About the genuine free offer of the Gospel John Murray et al:
"Still further, it is necessary to point out that such "desire" on the part of God for the salvation of all must never be conceived of as desire to such an end apart from the means to that end. It is not desire of their salvation irrespective of repentance and faith. Such would be inconceivable. For it would mean, as Calvin says, "to renounce the difference between good and evil." If it is proper to say that God desires the salvation of the reprobate, then he desires such by their repentance. And so it amounts to the same thing to say "God desires their salvation" as to say "He desires their repentance." This is the same as saying that he desires them to comply with the indispensable conditions of salvation. It would be impossible to say the one without implying the other."  From the  Report of the Committee on the Free Offer of the Gospel Presented to the Fifteenth (1948) General Assembly of the Orthodox Presbyterian Church. Arthur W. Kuschke, Jr.; John Murray; Ned B. Stonehouse.

Verse on the noetic effects of sin from Isaiah 44:18 They do not know, nor do they understand, for He has smeared over their eyes so that they cannot see and their hearts so that they cannot comprehend.

Roman Catholic view of assurance of salvation - Only 2 people had assurance, namely, Paul and Mary and that was via special revelation. It is not even desired to know so that we do not live carnal lives. Even the pope doesn't know!

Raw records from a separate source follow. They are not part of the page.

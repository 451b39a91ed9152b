//! Primitive types for the bridge relayer.

pub use chain::{ChainId, NetworkKind, HUB_NETWORK_ID, TESTNET_HUB_NETWORK_ID};
mod chain;

pub use asset::{AssetId, AssetKind, COIN_ADDRESS_SENTINEL};
mod asset;

pub use method::{Direction, InvalidMethod, Opcode, RbcMethod};
mod method;

pub use request::RequestId;
mod request;

pub use status::{
    change_status, status_of, ChainEventStatus, InvalidStatus, STATUS_WORD_RANGE,
};
mod status;

pub use signature::{AggregatedSignatures, EcdsaSignature};
mod signature;

pub use round_cache::RoundCache;
mod round_cache;

/// The number of rounds the hub retains validator-set history for. Events
/// older than `current_round - VALIDATOR_HISTORY_LIMIT` are dropped.
pub const VALIDATOR_HISTORY_LIMIT: u128 = 6;
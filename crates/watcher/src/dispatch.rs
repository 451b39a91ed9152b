//! Maps discovered logs onto typed work items.
//!
//! The discriminator is the log's first topic; the status byte at the
//! canonical payload offset selects the per-status handler downstream.

use crate::DetectedEvent;
use alloy_sol_types::SolEvent;
use relayer_contracts::abi::logs::{RoundUp, Socket};
use relayer_primitives::{AggregatedSignatures, ChainEventStatus};
use relayer_tasks::{now_ms, RbcEvent, RoundUpEvent, WorkItem};

/// Builds the work item for a discovered log, if it is one the relayer
/// handles.
///
/// During bootstrap the item carries `time_lock = 0`, which suppresses
/// delayed-status handling downstream; steady-state items release
/// immediately. `RoundUp` emissions other than `NEXT_AUTHORITY_COMMITTED`
/// carry nothing actionable and map to `None`.
pub fn into_work_item(event: &DetectedEvent, is_bootstrap: bool) -> Option<WorkItem> {
    let topic0 = *event.log.topics().first()?;
    let block_number = event.log.block_number?;
    let time_lock = if is_bootstrap { 0 } else { now_ms() };

    if topic0 == Socket::SIGNATURE_HASH {
        let decoded = match Socket::decode_log(&event.log.inner) {
            Ok(decoded) => decoded,
            Err(err) => {
                tracing::warn!(target: "relayer::watcher", chain = %event.chain, %err, "undecodable socket log");
                return None;
            }
        };
        let message = decoded.data.message;
        let status = match message.event_status() {
            Ok(status) => status,
            Err(err) => {
                tracing::warn!(target: "relayer::watcher", chain = %event.chain, %err, "socket log with unknown status");
                return None;
            }
        };
        let raw = event.log.inner.data.data.clone();
        return Some(WorkItem::Rbc(RbcEvent::new(
            event.chain,
            raw,
            message,
            status,
            block_number,
            time_lock,
        )));
    }

    if topic0 == RoundUp::SIGNATURE_HASH {
        let decoded = match RoundUp::decode_log(&event.log.inner) {
            Ok(decoded) => decoded,
            Err(err) => {
                tracing::warn!(target: "relayer::watcher", chain = %event.chain, %err, "undecodable roundup log");
                return None;
            }
        };
        let RoundUp { status, roundup } = decoded.data;
        if ChainEventStatus::try_from(status) != Ok(ChainEventStatus::NextAuthorityCommitted) {
            tracing::debug!(target: "relayer::watcher", chain = %event.chain, status, "ignoring non-committed roundup");
            return None;
        }
        return Some(WorkItem::RoundUp(RoundUpEvent::new(
            roundup.round,
            roundup.new_relayers,
            AggregatedSignatures::from(roundup.sigs),
            block_number,
            time_lock,
        )));
    }

    None
}

#[cfg(test)]
mod tests {
    use super::*;
    use alloy_primitives::{Address, Bytes, FixedBytes, LogData, B256, U256};
    use relayer_contracts::abi::logs::{
        Instruction, ReqId, RoundUpSubmit, Signatures, SocketMessage, TaskParams,
    };
    use relayer_primitives::ChainId;

    fn as_rpc_log(data: LogData, block_number: u64) -> alloy_rpc_types_eth::Log {
        let inner =
            alloy_primitives::Log::new(Address::ZERO, data.topics().to_vec(), data.data.clone())
                .unwrap();
        alloy_rpc_types_eth::Log {
            inner,
            block_hash: Some(B256::ZERO),
            block_number: Some(block_number),
            block_timestamp: None,
            transaction_hash: Some(B256::ZERO),
            transaction_index: Some(0),
            log_index: Some(0),
            removed: false,
        }
    }

    fn socket_log(status: ChainEventStatus) -> alloy_rpc_types_eth::Log {
        let message = SocketMessage {
            req_id: ReqId { src_chain: FixedBytes::from([0, 0, 0, 1]), round: 3, sequence: 8 },
            status: status as u8,
            instruction: Instruction {
                dst_chain: ChainId::Bifrost.id_bytes(),
                method: FixedBytes::ZERO,
            },
            params: TaskParams {
                asset1: B256::ZERO,
                asset2: B256::ZERO,
                refund: Address::ZERO,
                to: Address::ZERO,
                amount: U256::ZERO,
                variants: Bytes::new(),
            },
        };
        as_rpc_log(Socket { message }.encode_log_data(), 77)
    }

    fn roundup_log(status: ChainEventStatus, round: u128) -> alloy_rpc_types_eth::Log {
        let roundup = RoundUpSubmit {
            round,
            new_relayers: vec![Address::repeat_byte(1), Address::repeat_byte(2)],
            sigs: Signatures::empty(),
        };
        as_rpc_log(RoundUp { status: status as u8, roundup }.encode_log_data(), 99)
    }

    #[test]
    fn test_socket_log_maps_to_rbc_item() {
        let event = DetectedEvent {
            chain: ChainId::Ethereum,
            log: socket_log(ChainEventStatus::Requested),
        };

        let item = into_work_item(&event, false).expect("rbc item");
        match item {
            WorkItem::Rbc(rbc) => {
                assert_eq!(rbc.status, ChainEventStatus::Requested);
                assert_eq!(rbc.block_number, 77);
                assert_eq!(rbc.request_id().sequence, 8);
                assert!(rbc.header.time_lock > 0);
            }
            other => panic!("unexpected item {other:?}"),
        }
    }

    #[test]
    fn test_bootstrap_marker_zeroes_time_lock() {
        let event = DetectedEvent {
            chain: ChainId::Ethereum,
            log: socket_log(ChainEventStatus::Executed),
        };
        let item = into_work_item(&event, true).expect("rbc item");
        assert_eq!(item.time_lock(), 0);
    }

    #[test]
    fn test_roundup_log_maps_only_when_committed() {
        let committed = DetectedEvent {
            chain: ChainId::Bifrost,
            log: roundup_log(ChainEventStatus::NextAuthorityCommitted, 200),
        };
        let relayed = DetectedEvent {
            chain: ChainId::Bifrost,
            log: roundup_log(ChainEventStatus::NextAuthorityRelayed, 200),
        };

        match into_work_item(&committed, false) {
            Some(WorkItem::RoundUp(event)) => {
                assert_eq!(event.round, 200);
                assert_eq!(event.new_relayers.len(), 2);
                assert!(event.selected_chain.is_none());
            }
            other => panic!("unexpected item {other:?}"),
        }
        assert!(into_work_item(&relayed, false).is_none());
    }

    #[test]
    fn test_foreign_log_is_ignored() {
        let mut log = socket_log(ChainEventStatus::Requested);
        log.inner.data = LogData::new(vec![B256::repeat_byte(0xEE)], Bytes::new()).unwrap();
        let event = DetectedEvent { chain: ChainId::Ethereum, log };
        assert!(into_work_item(&event, false).is_none());
    }
}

Lutheran and Arminian view of assurance of salvation - We can know now, but not be sure about our salvation in the future.
Ecclesiology 
Sacrmental language used for sacraments i.e. Animal sacrifices did not atone and baptism didn't forgive sins it is the sign of what is it signifying 
Eschatology
The transfiguration was a preview of the (Millennial) Kingdom. It was the first time the Glorified Christ, immortal saints (Moses and Elijah), as well as mortal saints (Peter, John, and James) were together. This should blunt the criticism of mortals and immortals living together in the millennium. 
Motyer notes in his Isaiah commentary that the since Israel is a nation within a nation, the motif Isaiah uses is of Gentile nations incoming via national surrender. He says not to "confuse the motif with reality."

Eschatology precedes soteriology

--
Romans 8:28 And we know that God causes all things to work together for good to those who love God, to those who are called according to His purpose... 32 He who did not spare His own Son, but delivered Him over for us all, how will He not also with Him freely give us all things?